Y Jesús conmovido no se va, se queda caminando al lado nuestro. Y nos invita a mirar de otro modo
las mismas situaciones. No negarlas, sino mirarlas considerando los pequeños huesitos y dientes de
las personas que las viven. Jesús lo puede hacer así, porque nadie le ha contado esos
estremecimientos Él los ha vivido y sabe de qué está hablando.

Y las pupilas se nos dilatan por la luz de la resurrección que se manifiesta como esa palabra muda,
casi imperceptible pero no por eso menos elocuente (1 Reyes 19,1 2). La palabra habla en la vida
concreta de esas personas que tienen “esa gente que tiene la extraña manía de tener fe en la vida”
(Milton Nascimento). Y vuelve hablar en la fidelidad de gente que en medio de las dificultades le da
la pelea a la vida para “salir adelante”. En la afirmación de la gente que no está de moda pero que
persevera en hacer lo que está bien y no lo que le conviene. En las gargantas antes mudas que
comienza a hablar, en los pies tullidos que se atreven a caminar. ¿Y dónde más puede ser?

Y nosotros no reconocemos a Dios, la verdad nosotros no vemos al resucitado lo entrevemos en las


personas y en las situaciones donde la vida irrumpe con esa impertinencia que solamente ella puede
tener.

En estos tiempos de confusión y de movimientos tan variados y disímiles, donde se ha mezclado


tanto de crimen y de pecado, tanto de fragilidad y tanto de confusión. Las palabras dichas después
de la ascensión tengan más sentido: ¿Qué hacen ahí hombres de Jerusalén mirando el cielo? (Hechos
1, 11). No vaya a ser cosa que de tanta consciencia de las cosas que no funcionan, del pecado y de
todo el mal que hay el mundo nos quedemos demasiado distraídos en las tristezas y el ceño se nos
arrugue crónicamente y la sonrisa se nos agrie irremediablemente, y de tanto desesperar no creamos
que el Evangelio es una noticia y una buena.

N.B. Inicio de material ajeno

use serde::{Deserialize, Serialize};

use crate::core::Color;
use crate::error::{ChartError, ChartResult};

/// Draw command for one straight segment in pixel space (axes, guides).
#[derive(Debug, Clone, Copy, PartialEq, Serialize, Deserialize)]
pub struct LinePrimitive {
    pub x1: f64,
    pub y1: f64,
    pub x2: f64,
    pub y2: f64,
    pub stroke_width: f64,
    pub color: Color,
}

impl LinePrimitive {
    #[must_use]
    pub const fn new(x1: f64, y1: f64, x2: f64, y2: f64, stroke_width: f64, color: Color) -> Self {
        Self {
            x1,
            y1,
            x2,
            y2,
            stroke_width,
            color,
        }
    }

    pub fn validate(self) -> ChartResult<()> {
        if !self.x1.is_finite()
            || !self.y1.is_finite()
            || !self.x2.is_finite()
            || !self.y2.is_finite()
        {
            return Err(ChartError::InvalidData(
                "line coordinates must be finite".to_owned(),
            ));
        }
        validate_stroke(self.stroke_width)?;
        self.color.validate()
    }
}

/// Draw command for one connected run of a series path.
///
/// Missing values split a series into several polylines.
#[derive(Debug, Clone, PartialEq, Serialize, Deserialize)]
pub struct PolylinePrimitive {
    pub points: Vec<(f64, f64)>,
    pub stroke_width: f64,
    pub color: Color,
}

impl PolylinePrimitive {
    #[must_use]
    pub fn new(points: Vec<(f64, f64)>, stroke_width: f64, color: Color) -> Self {
        Self {
            points,
            stroke_width,
            color,
        }
    }

    pub fn validate(&self) -> ChartResult<()> {
        if self.points.is_empty() {
            return Err(ChartError::InvalidData(
                "polyline must have at least one point".to_owned(),
            ));
        }
        if self
            .points
            .iter()
            .any(|(x, y)| !x.is_finite() || !y.is_finite())
        {
            return Err(ChartError::InvalidData(
                "polyline coordinates must be finite".to_owned(),
            ));
        }
        validate_stroke(self.stroke_width)?;
        self.color.validate()
    }
}

/// Filled rectangle for bars, heatmap cells and legend swatches.
#[derive(Debug, Clone, Copy, PartialEq, Serialize, Deserialize)]
pub struct RectPrimitive {
    pub x: f64,
    pub y: f64,
    pub width: f64,
    pub height: f64,
    pub fill: Color,
}

impl RectPrimitive {
    /// Builds a rectangle from two opposite corners in any order.
    #[must_use]
    pub fn from_corners(x1: f64, y1: f64, x2: f64, y2: f64, fill: Color) -> Self {
        Self {
            x: x1.min(x2),
            y: y1.min(y2),
            width: (x2 - x1).abs(),
            height: (y2 - y1).abs(),
            fill,
        }
    }

    pub fn validate(self) -> ChartResult<()> {
        if !self.x.is_finite() || !self.y.is_finite() {
            return Err(ChartError::InvalidData(
                "rect origin must be finite".to_owned(),
            ));
        }
        if !self.width.is_finite()
            || !self.height.is_finite()
            || self.width < 0.0
            || self.height < 0.0
        {
            return Err(ChartError::InvalidData(
                "rect size must be finite and >= 0".to_owned(),
            ));
        }
        self.fill.validate()
    }
}

/// Horizontal text alignment relative to `TextPrimitive::x`.
#[derive(Debug, Clone, Copy, PartialEq, Eq, Serialize, Deserialize)]
pub enum TextHAlign {
    Left,
    Center,
    Right,
}

/// Draw command for one label in pixel space.
#[derive(Debug, Clone, PartialEq, Serialize, Deserialize)]
pub struct TextPrimitive {
    pub text: String,
    pub x: f64,
    pub y: f64,
    pub font_size_px: f64,
    pub color: Color,
    pub h_align: TextHAlign,
}

impl TextPrimitive {
    #[must_use]
    pub fn new(
        text: impl Into<String>,
        x: f64,
        y: f64,
        font_size_px: f64,
        color: Color,
        h_align: TextHAlign,
    ) -> Self {
        Self {
            text: text.into(),
            x,
            y,
            font_size_px,
            color,
            h_align,
        }
    }

    pub fn validate(&self) -> ChartResult<()> {
        if self.text.is_empty() {
            return Err(ChartError::InvalidData(
                "text primitive must not be empty".to_owned(),
            ));
        }
        if !self.x.is_finite() || !self.y.is_finite() {
            return Err(ChartError::InvalidData(
                "text coordinates must be finite".to_owned(),
            ));
        }
        if !self.font_size_px.is_finite() || self.font_size_px <= 0.0 {
            return Err(ChartError::InvalidData(
                "font size must be finite and > 0".to_owned(),
            ));
        }
        self.color.validate()
    }
}

fn validate_stroke(stroke_width: f64) -> ChartResult<()> {
    if !stroke_width.is_finite() || stroke_width <= 0.0 {
        return Err(ChartError::InvalidData(
            "stroke width must be finite and > 0".to_owned(),
        ));
    }
    Ok(())
}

La buena noticia está en el llamado que hace Jesús a ser testigos de eso que entrevemos en la vida.
Porque al final somos llamados a anunciar eso que entrevemos, tal vez este es el sentido de la
humanidad es el de reconocer y construir con nuestra propia vida ese triunfo porfiado de la vida :
“Entonces, todos los hombres de la tierra/le rodearon; les vio el cadáver triste, emocionado;/
incorporóse lentamente/abrazó al primer hombre; echóse a andar...” (César Vallejo, Masa).